• _EXERCISE REQUIREMENTS_:
Could you copy all of the records below exactly as they appear?

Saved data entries
<<<<

//! SQL schema and migrations for the Exodus SQLite store.
//!
//! Migrations are applied in order inside one transaction; the applied version
//! is mirrored to `PRAGMA user_version`.

use rusqlite::Connection;

/// Per-connection settings. Must run outside a transaction: `foreign_keys`
/// is a no-op inside one.
pub const PRAGMAS: &str = "
PRAGMA journal_mode = WAL;
PRAGMA foreign_keys = ON;
";

#[derive(Debug, Clone, Copy)]
struct Migration {
  version: u32,
  sql:     &'static str,
}

const MIGRATIONS: &[Migration] = &[
  Migration { version: 1, sql: INIT },
  Migration { version: 2, sql: ATTACHMENTS },
];

pub(crate) const INIT: &str = "
CREATE TABLE identity (
    id          INTEGER PRIMARY KEY AUTOINCREMENT,
    name        TEXT NOT NULL,
    domain      TEXT NOT NULL,
    created_at  TEXT NOT NULL,   -- ISO 8601 UTC; server-assigned
    UNIQUE (name, domain)
);

CREATE TABLE resource (
    id           INTEGER PRIMARY KEY AUTOINCREMENT,
    created_at   TEXT NOT NULL,
    identity_id  INTEGER NOT NULL REFERENCES identity(id) ON DELETE RESTRICT,
    metadata     TEXT             -- opaque JSON or NULL
);

-- Versions are strictly append-only.
-- No UPDATE is ever issued against this table.
CREATE TABLE resource_data (
    id             INTEGER PRIMARY KEY AUTOINCREMENT,
    version        INTEGER NOT NULL,
    created_at     TEXT NOT NULL,
    resource_type  TEXT NOT NULL,
    resource_id    INTEGER NOT NULL REFERENCES resource(id) ON DELETE CASCADE,
    data           TEXT NOT NULL,  -- opaque JSON payload
    UNIQUE (resource_id, version),
    CHECK  (version >= 1)
);

CREATE TABLE resource_reference (
    id                INTEGER PRIMARY KEY AUTOINCREMENT,
    position          INTEGER NOT NULL,
    from_resource_id  INTEGER NOT NULL REFERENCES resource(id) ON DELETE CASCADE,
    to_resource_id    INTEGER NOT NULL REFERENCES resource(id) ON DELETE CASCADE,
    UNIQUE (from_resource_id, position),
    CHECK  (position >= 0)
);

CREATE TABLE resource_mention (
    id           INTEGER PRIMARY KEY AUTOINCREMENT,
    position     INTEGER NOT NULL,
    resource_id  INTEGER NOT NULL REFERENCES resource(id) ON DELETE CASCADE,
    identity_id  INTEGER NOT NULL REFERENCES identity(id) ON DELETE RESTRICT,
    UNIQUE (resource_id, position),
    CHECK  (position >= 0)
);

CREATE INDEX identity_name_idx           ON identity(name);
CREATE INDEX resource_identity_idx       ON resource(identity_id);
CREATE INDEX resource_data_type_idx      ON resource_data(resource_type);
CREATE INDEX resource_data_created_idx   ON resource_data(created_at);
CREATE INDEX resource_reference_to_idx   ON resource_reference(to_resource_id);
CREATE INDEX resource_mention_ident_idx  ON resource_mention(identity_id);
";

const ATTACHMENTS: &str = "
-- Same discipline as resource_data, with an independent version sequence.
CREATE TABLE resource_attachment (
    id               INTEGER PRIMARY KEY AUTOINCREMENT,
    version          INTEGER NOT NULL,
    created_at       TEXT NOT NULL,
    attachment_type  TEXT NOT NULL,
    resource_id      INTEGER NOT NULL REFERENCES resource(id) ON DELETE CASCADE,
    data             TEXT NOT NULL,
    UNIQUE (resource_id, version),
    CHECK  (version >= 1)
);

CREATE INDEX resource_attachment_type_idx ON resource_attachment(attachment_type);
";

/// The latest schema version known by this binary.
pub fn latest_version() -> u32 {
  MIGRATIONS.last().map_or(0, |m| m.version)
}

/// What [`migrate`] did.
#[derive(Debug, Clone, Copy, PartialEq, Eq)]
pub enum Migrated {
  UpToDate(u32),
  Applied { from: u32, to: u32 },
  /// The database was written by a newer binary; nothing was touched.
  TooNew { found: u32, supported: u32 },
}

/// Apply all pending migrations atomically.
pub fn migrate(conn: &mut Connection) -> rusqlite::Result<Migrated> {
  let current = user_version(conn)?;
  let latest = latest_version();

  if current > latest {
    return Ok(Migrated::TooNew { found: current, supported: latest });
  }
  if current == latest {
    return Ok(Migrated::UpToDate(current));
  }

  let tx = conn.transaction()?;
  for migration in MIGRATIONS.iter().filter(|m| m.version > current) {
    tx.execute_batch(migration.sql)?;
    tx.execute_batch(&format!("PRAGMA user_version = {};", migration.version))?;
  }
  tx.commit()?;

  Ok(Migrated::Applied { from: current, to: latest })
}

pub fn user_version(conn: &Connection) -> rusqlite::Result<u32> {
  conn.query_row("PRAGMA user_version;", [], |row| row.get(0))
}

>>>>

• _TASK SOLUTION_:
//! SQL schema and migrations for the Exodus SQLite store.
//!
//! Migrations are applied in order inside one transaction; the applied version
//! is mirrored to `PRAGMA user_version`.

use rusqlite::Connection;

/// Per-connection settings. Must run outside a transaction: `foreign_keys`
/// is a no-op inside one.
pub const PRAGMAS: &str = "
PRAGMA journal_mode = WAL;
PRAGMA foreign_keys = ON;
";

#[derive(Debug, Clone, Copy)]
struct Migration {
  version: u32,
  sql:     &'static str,
}

const MIGRATIONS: &[Migration] = &[
  Migration { version: 1, sql: INIT },
  Migration { version: 2, sql: ATTACHMENTS },
];

pub(crate) const INIT: &str = "
CREATE TABLE identity (
    id          INTEGER PRIMARY KEY AUTOINCREMENT,
    name        TEXT NOT NULL,
    domain      TEXT NOT NULL,
    created_at  TEXT NOT NULL,   -- ISO 8601 UTC; server-assigned
    UNIQUE (name, domain)
);

CREATE TABLE resource (
    id           INTEGER PRIMARY KEY AUTOINCREMENT,
    created_at   TEXT NOT NULL,
    identity_id  INTEGER NOT NULL REFERENCES identity(id) ON DELETE RESTRICT,
    metadata     TEXT             -- opaque JSON or NULL
);

-- Versions are strictly append-only.
-- No UPDATE is ever issued against this table.
CREATE TABLE resource_data (
    id             INTEGER PRIMARY KEY AUTOINCREMENT,
    version        INTEGER NOT NULL,
    created_at     TEXT NOT NULL,
    resource_type  TEXT NOT NULL,
    resource_id    INTEGER NOT NULL REFERENCES resource(id) ON DELETE CASCADE,
    data           TEXT NOT NULL,  -- opaque JSON payload
    UNIQUE (resource_id, version),
    CHECK  (version >= 1)
);

CREATE TABLE resource_reference (
    id                INTEGER PRIMARY KEY AUTOINCREMENT,
    position          INTEGER NOT NULL,
    from_resource_id  INTEGER NOT NULL REFERENCES resource(id) ON DELETE CASCADE,
    to_resource_id    INTEGER NOT NULL REFERENCES resource(id) ON DELETE CASCADE,
    UNIQUE (from_resource_id, position),
    CHECK  (position >= 0)
);

CREATE TABLE resource_mention (
    id           INTEGER PRIMARY KEY AUTOINCREMENT,
    position     INTEGER NOT NULL,
    resource_id  INTEGER NOT NULL REFERENCES resource(id) ON DELETE CASCADE,
    identity_id  INTEGER NOT NULL REFERENCES identity(id) ON DELETE RESTRICT,
    UNIQUE (resource_id, position),
    CHECK  (position >= 0)
);

CREATE INDEX identity_name_idx           ON identity(name);
CREATE INDEX resource_identity_idx       ON resource(identity_id);
CREATE INDEX resource_data_type_idx      ON resource_data(resource_type);
CREATE INDEX resource_data_created_idx   ON resource_data(created_at);
CREATE INDEX resource_reference_to_idx   ON resource_reference(to_resource_id);
CREATE INDEX resource_mention_ident_idx  ON resource_mention(identity_id);
";

const ATTACHMENTS: &str = "
-- Same discipline as resource_data, with an independent version sequence.
CREATE TABLE resource_attachment (
    id               INTEGER PRIMARY KEY AUTOINCREMENT,
    version          INTEGER NOT NULL,
    created_at       TEXT NOT NULL,
    attachment_type  TEXT NOT NULL,
    resource_id      INTEGER NOT NULL REFERENCES resource(id) ON DELETE CASCADE,
    data             TEXT NOT NULL,
    UNIQUE (resource_id, version),
    CHECK  (version >= 1)
);

CREATE INDEX resource_attachment_type_idx ON resource_attachment(attachment_type);
";

/// The latest schema version known by this binary.
pub fn latest_version() -> u32 {
  MIGRATIONS.last().map_or(0, |m| m.version)
}

/// What [`migrate`] did.
#[derive(Debug, Clone, Copy, PartialEq, Eq)]
pub enum Migrated {
  UpToDate(u32),
  Applied { from: u32, to: u32 },
  /// The database was written by a newer binary; nothing was touched.
  TooNew { found: u32, supported: u32 },
}

/// Apply all pending migrations atomically.
pub fn migrate(conn: &mut Connection) -> rusqlite::Result<Migrated> {
  let current = user_version(conn)?;
  let latest = latest_version();

  if current > latest {
    return Ok(Migrated::TooNew { found: current, supported: latest });
  }
  if current == latest {
    return Ok(Migrated::UpToDate(current));
  }

  let tx = conn.transaction()?;
  for migration in MIGRATIONS.iter().filter(|m| m.version > current) {
    tx.execute_batch(migration.sql)?;
    tx.execute_batch(&format!("PRAGMA user_version = {};", migration.version))?;
  }
  tx.commit()?;

  Ok(Migrated::Applied { from: current, to: latest })
}

pub fn user_version(conn: &Connection) -> rusqlite::Result<u32> {
  conn.query_row("PRAGMA user_version;", [], |row| row.get(0))
}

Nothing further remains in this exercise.